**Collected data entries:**
◆ ◆ ◆

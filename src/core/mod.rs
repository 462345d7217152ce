//! Core domain types: actions, participants, configuration, RNG.

pub mod action;
pub mod config;
pub mod participant;
pub mod rng;

pub use action::{ActionOutcome, ActionPair, Limb, RejectReason, Target};
pub use config::{ConfigError, GameConfig};
pub use participant::Participant;
pub use rng::GameRng;
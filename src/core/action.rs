//! Targets, limbs, and the actions built from them.
//!
//! Every cycle each participant is assigned one `(Target, Limb)` pair and
//! must guess it back through the controller. The same pair type doubles as
//! the action the cycle's actor is told to perform.
//!
//! `ActionOutcome` makes the controller's accept/reject decision explicit,
//! so callers can tell an accepted guess from an ignored one without
//! re-querying state.

use serde::{Deserialize, Serialize};

/// One of the two targets a participant can be assigned.
#[derive(Clone, Copy, Debug, PartialEq, Eq, Hash, Serialize, Deserialize)]
pub enum Target {
    A,
    B,
}

impl std::fmt::Display for Target {
    fn fmt(&self, f: &mut std::fmt::Formatter<'_>) -> std::fmt::Result {
        match self {
            Target::A => write!(f, "A"),
            Target::B => write!(f, "B"),
        }
    }
}

/// The limb a participant acts with.
#[derive(Clone, Copy, Debug, PartialEq, Eq, Hash, Serialize, Deserialize)]
pub enum Limb {
    Hand,
    Leg,
}

impl std::fmt::Display for Limb {
    fn fmt(&self, f: &mut std::fmt::Formatter<'_>) -> std::fmt::Result {
        match self {
            Limb::Hand => write!(f, "H"),
            Limb::Leg => write!(f, "L"),
        }
    }
}

/// A complete target + limb pair.
///
/// Used both as a participant's per-cycle assignment and as the action the
/// cycle's actor is told to perform.
#[derive(Clone, Copy, Debug, PartialEq, Eq, Hash, Serialize, Deserialize)]
pub struct ActionPair {
    pub target: Target,
    pub limb: Limb,
}

impl ActionPair {
    /// All four possible pairs, in display order.
    pub const ALL: [ActionPair; 4] = [
        ActionPair::new(Target::A, Limb::Hand),
        ActionPair::new(Target::A, Limb::Leg),
        ActionPair::new(Target::B, Limb::Hand),
        ActionPair::new(Target::B, Limb::Leg),
    ];

    /// Create a pair.
    #[must_use]
    pub const fn new(target: Target, limb: Limb) -> Self {
        Self { target, limb }
    }
}

impl std::fmt::Display for ActionPair {
    fn fmt(&self, f: &mut std::fmt::Formatter<'_>) -> std::fmt::Result {
        write!(f, "{} {}", self.target, self.limb)
    }
}

/// Why a guess was not applied.
#[derive(Clone, Copy, Debug, PartialEq, Eq, Serialize, Deserialize)]
pub enum RejectReason {
    /// No participant with the given name exists.
    UnknownParticipant,
    /// The participant already guessed this cycle.
    AlreadySelected,
}

/// Result of submitting a guess to the controller.
///
/// A rejected guess changes no state.
#[derive(Clone, Copy, Debug, PartialEq, Eq, Serialize, Deserialize)]
pub enum ActionOutcome {
    /// The guess was scored. `correct` reports whether it matched the
    /// participant's own assignment.
    Accepted { correct: bool },
    /// The guess was ignored.
    Rejected(RejectReason),
}

impl ActionOutcome {
    /// Check whether the guess was applied.
    #[must_use]
    pub fn is_accepted(&self) -> bool {
        matches!(self, ActionOutcome::Accepted { .. })
    }
}
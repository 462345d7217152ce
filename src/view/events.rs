//! View events: notifications for the rendering collaborator.
//!
//! The controller appends events to an internal queue as state changes;
//! whatever drives the UI drains the queue after each call into the core
//! and reacts. Events are advisory, they carry no state the renderer
//! cannot also get from a `GameView` snapshot, except the final report.

use serde::{Deserialize, Serialize};

use crate::core::ActionPair;
use crate::game::GameReport;

/// A notification for the rendering layer.
#[derive(Clone, Debug, PartialEq, Eq, Serialize, Deserialize)]
pub enum ViewEvent {
    /// The countdown has been armed and the game view should be shown.
    GameStarted,
    /// A new cycle began; show the cycle-start alert.
    AlertShown,
    /// The alert display window elapsed; hide the alert.
    AlertHidden,
    /// New assignments are in place; show the cycle info.
    CycleStarted,
    /// The cycle's actor has been revealed with their assigned action.
    ActorRevealed { name: String, action: ActionPair },
    /// Participant state changed; re-render from a fresh snapshot.
    ParticipantsChanged,
    /// Time ran out; show the end-of-game report.
    GameEnded(GameReport),
    /// The report display window elapsed; hide the report.
    ReportExpired,
}

#[cfg(test)]
mod tests {
    use super::*;
    use crate::core::{Limb, Target};

    #[test]
    fn test_event_serialization() {
        let event = ViewEvent::ActorRevealed {
            name: "User3".to_string(),
            action: ActionPair::new(Target::B, Limb::Hand),
        };
        let json = serde_json::to_string(&event).unwrap();
        let deserialized: ViewEvent = serde_json::from_str(&json).unwrap();
        assert_eq!(event, deserialized);
    }
}
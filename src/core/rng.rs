//! Deterministic random number generation.
//!
//! The game draws randomness in four places: per-participant target and limb
//! assignment, actor selection, and the biased coin deciding whether the
//! actor's action is trivially their own assignment. All of it goes through
//! `GameRng` so a seeded game replays identically, which is what makes the
//! timer-driven controller testable.

use rand::{Rng, SeedableRng};
use rand_chacha::ChaCha8Rng;

use super::action::{ActionPair, Limb, Target};

/// Deterministic RNG for game draws.
///
/// Uses ChaCha8: fast, and the same seed always produces the same game.
#[derive(Clone, Debug)]
pub struct GameRng {
    inner: ChaCha8Rng,
}

impl GameRng {
    /// Create a new RNG with the given seed.
    #[must_use]
    pub fn new(seed: u64) -> Self {
        Self {
            inner: ChaCha8Rng::seed_from_u64(seed),
        }
    }

    /// Draw a target uniformly at random.
    pub fn random_target(&mut self) -> Target {
        if self.inner.gen_bool(0.5) {
            Target::A
        } else {
            Target::B
        }
    }

    /// Draw a limb uniformly at random.
    pub fn random_limb(&mut self) -> Limb {
        if self.inner.gen_bool(0.5) {
            Limb::Hand
        } else {
            Limb::Leg
        }
    }

    /// Draw a target/limb pair uniformly from all four combinations.
    pub fn random_pair(&mut self) -> ActionPair {
        ActionPair::ALL[self.inner.gen_range(0..ActionPair::ALL.len())]
    }

    /// Draw a uniform index in `0..len`. `len` must be non-zero.
    pub fn random_index(&mut self, len: usize) -> usize {
        self.inner.gen_range(0..len)
    }

    /// Flip a biased coin with the given probability of `true`.
    pub fn chance(&mut self, probability: f64) -> bool {
        self.inner.gen_bool(probability)
    }
}
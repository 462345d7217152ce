//! Rendering-collaborator contract: view events and state snapshots.

pub mod events;
pub mod snapshot;

pub use events::ViewEvent;
pub use snapshot::{GameView, ParticipantView};
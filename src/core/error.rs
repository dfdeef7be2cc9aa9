use thiserror::Error;

use super::Card;

/// Everything that can go wrong while building cards, card sets or solvers.
///
/// Impossible combinations are not errors; they have a probability of zero.
#[derive(Error, Debug, PartialEq, Eq, Clone, Hash)]
pub enum BluffError {
    #[error("Unexpected rank character '{0}', expected one of 9 T J Q K A")]
    UnexpectedRankChar(char),
    #[error("Unexpected suit character '{0}', expected one of ♠ ♣ ♦ ♥ (or s c d h)")]
    UnexpectedSuitChar(char),
    #[error("Input ended in the middle of a card")]
    UnexpectedEnd,
    #[error("Extraneous trailing characters")]
    UnparsedCharsRemaining,
    #[error("Card {0} appears more than once")]
    DuplicateCard(Card),
    #[error("Can't draw {draw} unknown cards, only {available} remain")]
    InfeasibleDrawSize { draw: usize, available: usize },
    #[error("Not enough cards: {requested} requested but only {available} available")]
    NotEnoughCards { requested: usize, available: usize },
    #[error("Unknown combination: {0}")]
    UnknownCombination(String),
}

◆ ◆ ◆

**Directions:**
Using the data above, return every line that contains the string "collaborator".

**Exercise response:**
//! View events: notifications for the rendering collaborator.
//! Rendering-collaborator contract: view events and state snapshots.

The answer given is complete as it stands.